**ACTIVITY:** Could you print every record below exactly as written?

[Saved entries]
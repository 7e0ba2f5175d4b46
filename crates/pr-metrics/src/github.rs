//! GitHub REST client for listing recently updated pull requests.

use std::time::Duration;

use chrono::{DateTime, Utc};
use reqwest::header::{HeaderMap, HeaderValue, ACCEPT, AUTHORIZATION, USER_AGENT};
use serde::{Deserialize, Serialize};
use tracing::{debug, info};

use crate::config::ENV_GITHUB_TOKEN;
use crate::error::MetricsError;
use jira_sync::ConfigError;

/// Maximum page size accepted by the pulls endpoint.
const PER_PAGE: usize = 100;

/// A pull request as returned by `GET /repos/{owner}/{repo}/pulls`.
#[derive(Debug, Clone, PartialEq, Serialize, Deserialize)]
pub struct PullRequest {
    pub number: u64,
    pub title: String,
    #[serde(default)]
    pub body: Option<String>,
    pub state: String,
    pub head: GitRef,
    #[serde(default)]
    pub user: Option<User>,
    pub html_url: String,
    pub created_at: DateTime<Utc>,
    pub updated_at: DateTime<Utc>,
    #[serde(default)]
    pub merged_at: Option<DateTime<Utc>>,
}

#[derive(Debug, Clone, PartialEq, Serialize, Deserialize)]
pub struct GitRef {
    #[serde(rename = "ref")]
    pub ref_name: String,
}

#[derive(Debug, Clone, PartialEq, Serialize, Deserialize)]
pub struct User {
    pub login: String,
}

impl PullRequest {
    /// Text sources scanned for an issue key, in priority order.
    #[must_use]
    pub fn key_sources(&self) -> [&str; 3] {
        [
            &self.head.ref_name,
            &self.title,
            self.body.as_deref().unwrap_or_default(),
        ]
    }

    #[must_use]
    pub fn login(&self) -> &str {
        self.user.as_ref().map_or("", |u| u.login.as_str())
    }

    #[must_use]
    pub fn is_open(&self) -> bool {
        self.state == "open"
    }

    /// Closed with a merge timestamp.
    #[must_use]
    pub fn is_merged(&self) -> bool {
        !self.is_open() && self.merged_at.is_some()
    }

    /// Hours from creation to merge, for merged pull requests.
    #[must_use]
    pub fn hours_to_merge(&self) -> Option<f64> {
        if !self.is_merged() {
            return None;
        }
        self.merged_at.map(|merged| hours_between(self.created_at, merged))
    }
}

/// Elapsed hours between two instants, negative if `end` precedes `start`.
#[allow(clippy::cast_precision_loss)]
#[must_use]
pub fn hours_between(start: DateTime<Utc>, end: DateTime<Utc>) -> f64 {
    (end - start).num_milliseconds() as f64 / 3_600_000.0
}

#[derive(Serialize)]
struct PullsQuery {
    state: &'static str,
    sort: &'static str,
    direction: &'static str,
    per_page: usize,
    page: u32,
}

/// GitHub API client.
#[derive(Debug, Clone)]
pub struct GitHubClient {
    client: reqwest::Client,
    api_url: String,
}

impl GitHubClient {
    /// Create a client against `api_url`, optionally authenticated.
    ///
    /// Without a token requests are anonymous and subject to the lower
    /// unauthenticated rate limit.
    pub fn new(api_url: &str, token: Option<&str>, timeout: Duration) -> Result<Self, MetricsError> {
        let mut headers = HeaderMap::new();
        headers.insert(
            ACCEPT,
            HeaderValue::from_static("application/vnd.github+json"),
        );
        headers.insert(
            "X-GitHub-Api-Version",
            HeaderValue::from_static("2022-11-28"),
        );
        headers.insert(
            USER_AGENT,
            HeaderValue::from_static(concat!("pr-metrics/", env!("CARGO_PKG_VERSION"))),
        );

        if let Some(token) = token {
            let mut value = HeaderValue::from_str(&format!("Bearer {token}")).map_err(|_| {
                ConfigError::Invalid {
                    var: ENV_GITHUB_TOKEN,
                    value: "<redacted>".to_string(),
                }
            })?;
            value.set_sensitive(true);
            headers.insert(AUTHORIZATION, value);
        }

        let client = reqwest::Client::builder()
            .default_headers(headers)
            .timeout(timeout)
            .build()?;

        Ok(Self {
            client,
            api_url: api_url.trim_end_matches('/').to_string(),
        })
    }

    /// Fetch pull requests updated at or after `since`, newest first.
    ///
    /// Pages through the pulls endpoint sorted by update time and stops at
    /// the first pull request older than `since`, an empty page, or a short
    /// page.
    pub async fn recent_pull_requests(
        &self,
        repo: &str,
        since: DateTime<Utc>,
    ) -> Result<Vec<PullRequest>, MetricsError> {
        let url = format!("{}/repos/{repo}/pulls", self.api_url);
        let mut prs = Vec::new();
        let mut page = 1;

        loop {
            debug!(repo, page, "Fetching pull requests");
            let query = PullsQuery {
                state: "all",
                sort: "updated",
                direction: "desc",
                per_page: PER_PAGE,
                page,
            };
            let response = self.client.get(&url).query(&query).send().await?;
            let batch: Vec<PullRequest> = handle_response(response).await?;
            let batch_len = batch.len();

            for pr in batch {
                if pr.updated_at < since {
                    info!(repo, count = prs.len(), "Reached pull requests outside the window");
                    return Ok(prs);
                }
                prs.push(pr);
            }

            if batch_len < PER_PAGE {
                break;
            }
            page += 1;
        }

        info!(repo, count = prs.len(), pages = page, "Fetched pull requests");
        Ok(prs)
    }
}

async fn handle_response<T: serde::de::DeserializeOwned>(
    response: reqwest::Response,
) -> Result<T, MetricsError> {
    let status = response.status();
    if !status.is_success() {
        let message = response.text().await.unwrap_or_default();
        return Err(MetricsError::Api {
            status: status.as_u16(),
            message,
        });
    }
    Ok(response.json().await?)
}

**SOLVED EXERCISE:**
repository 7e0ba2f5175d4b46
filename crates/pr-metrics/src/github.rs
//! GitHub REST client for listing recently updated pull requests.

use std::time::Duration;

use chrono::{DateTime, Utc};
use reqwest::header::{HeaderMap, HeaderValue, ACCEPT, AUTHORIZATION, USER_AGENT};
use serde::{Deserialize, Serialize};
use tracing::{debug, info};

use crate::config::ENV_GITHUB_TOKEN;
use crate::error::MetricsError;
use jira_sync::ConfigError;

/// Maximum page size accepted by the pulls endpoint.
const PER_PAGE: usize = 100;

/// A pull request as returned by `GET /repos/{owner}/{repo}/pulls`.
#[derive(Debug, Clone, PartialEq, Serialize, Deserialize)]
pub struct PullRequest {
    pub number: u64,
    pub title: String,
    #[serde(default)]
    pub body: Option<String>,
    pub state: String,
    pub head: GitRef,
    #[serde(default)]
    pub user: Option<User>,
    pub html_url: String,
    pub created_at: DateTime<Utc>,
    pub updated_at: DateTime<Utc>,
    #[serde(default)]
    pub merged_at: Option<DateTime<Utc>>,
}

#[derive(Debug, Clone, PartialEq, Serialize, Deserialize)]
pub struct GitRef {
    #[serde(rename = "ref")]
    pub ref_name: String,
}

#[derive(Debug, Clone, PartialEq, Serialize, Deserialize)]
pub struct User {
    pub login: String,
}

impl PullRequest {
    /// Text sources scanned for an issue key, in priority order.
    #[must_use]
    pub fn key_sources(&self) -> [&str; 3] {
        [
            &self.head.ref_name,
            &self.title,
            self.body.as_deref().unwrap_or_default(),
        ]
    }

    #[must_use]
    pub fn login(&self) -> &str {
        self.user.as_ref().map_or("", |u| u.login.as_str())
    }

    #[must_use]
    pub fn is_open(&self) -> bool {
        self.state == "open"
    }

    /// Closed with a merge timestamp.
    #[must_use]
    pub fn is_merged(&self) -> bool {
        !self.is_open() && self.merged_at.is_some()
    }

    /// Hours from creation to merge, for merged pull requests.
    #[must_use]
    pub fn hours_to_merge(&self) -> Option<f64> {
        if !self.is_merged() {
            return None;
        }
        self.merged_at.map(|merged| hours_between(self.created_at, merged))
    }
}

/// Elapsed hours between two instants, negative if `end` precedes `start`.
#[allow(clippy::cast_precision_loss)]
#[must_use]
pub fn hours_between(start: DateTime<Utc>, end: DateTime<Utc>) -> f64 {
    (end - start).num_milliseconds() as f64 / 3_600_000.0
}

#[derive(Serialize)]
struct PullsQuery {
    state: &'static str,
    sort: &'static str,
    direction: &'static str,
    per_page: usize,
    page: u32,
}

/// GitHub API client.
#[derive(Debug, Clone)]
pub struct GitHubClient {
    client: reqwest::Client,
    api_url: String,
}

impl GitHubClient {
    /// Create a client against `api_url`, optionally authenticated.
    ///
    /// Without a token requests are anonymous and subject to the lower
    /// unauthenticated rate limit.
    pub fn new(api_url: &str, token: Option<&str>, timeout: Duration) -> Result<Self, MetricsError> {
        let mut headers = HeaderMap::new();
        headers.insert(
            ACCEPT,
            HeaderValue::from_static("application/vnd.github+json"),
        );
        headers.insert(
            "X-GitHub-Api-Version",
            HeaderValue::from_static("2022-11-28"),
        );
        headers.insert(
            USER_AGENT,
            HeaderValue::from_static(concat!("pr-metrics/", env!("CARGO_PKG_VERSION"))),
        );

        if let Some(token) = token {
            let mut value = HeaderValue::from_str(&format!("Bearer {token}")).map_err(|_| {
                ConfigError::Invalid {
                    var: ENV_GITHUB_TOKEN,
                    value: "<redacted>".to_string(),
                }
            })?;
            value.set_sensitive(true);
            headers.insert(AUTHORIZATION, value);
        }

        let client = reqwest::Client::builder()
            .default_headers(headers)
            .timeout(timeout)
            .build()?;

        Ok(Self {
            client,
            api_url: api_url.trim_end_matches('/').to_string(),
        })
    }

    /// Fetch pull requests updated at or after `since`, newest first.
    ///
    /// Pages through the pulls endpoint sorted by update time and stops at
    /// the first pull request older than `since`, an empty page, or a short
    /// page.
    pub async fn recent_pull_requests(
        &self,
        repo: &str,
        since: DateTime<Utc>,
    ) -> Result<Vec<PullRequest>, MetricsError> {
        let url = format!("{}/repos/{repo}/pulls", self.api_url);
        let mut prs = Vec::new();
        let mut page = 1;

        loop {
            debug!(repo, page, "Fetching pull requests");
            let query = PullsQuery {
                state: "all",
                sort: "updated",
                direction: "desc",
                per_page: PER_PAGE,
                page,
            };
            let response = self.client.get(&url).query(&query).send().await?;
            let batch: Vec<PullRequest> = handle_response(response).await?;
            let batch_len = batch.len();

            for pr in batch {
                if pr.updated_at < since {
                    info!(repo, count = prs.len(), "Reached pull requests outside the window");
                    return Ok(prs);
                }
                prs.push(pr);
            }

            if batch_len < PER_PAGE {
                break;
            }
            page += 1;
        }

        info!(repo, count = prs.len(), pages = page, "Fetched pull requests");
        Ok(prs)
    }
}

async fn handle_response<T: serde::de::DeserializeOwned>(
    response: reqwest::Response,
) -> Result<T, MetricsError> {
    let status = response.status();
    if !status.is_success() {
        let message = response.text().await.unwrap_or_default();
        return Err(MetricsError::Api {
            status: status.as_u16(),
            message,
        });
    }
    Ok(response.json().await?)
}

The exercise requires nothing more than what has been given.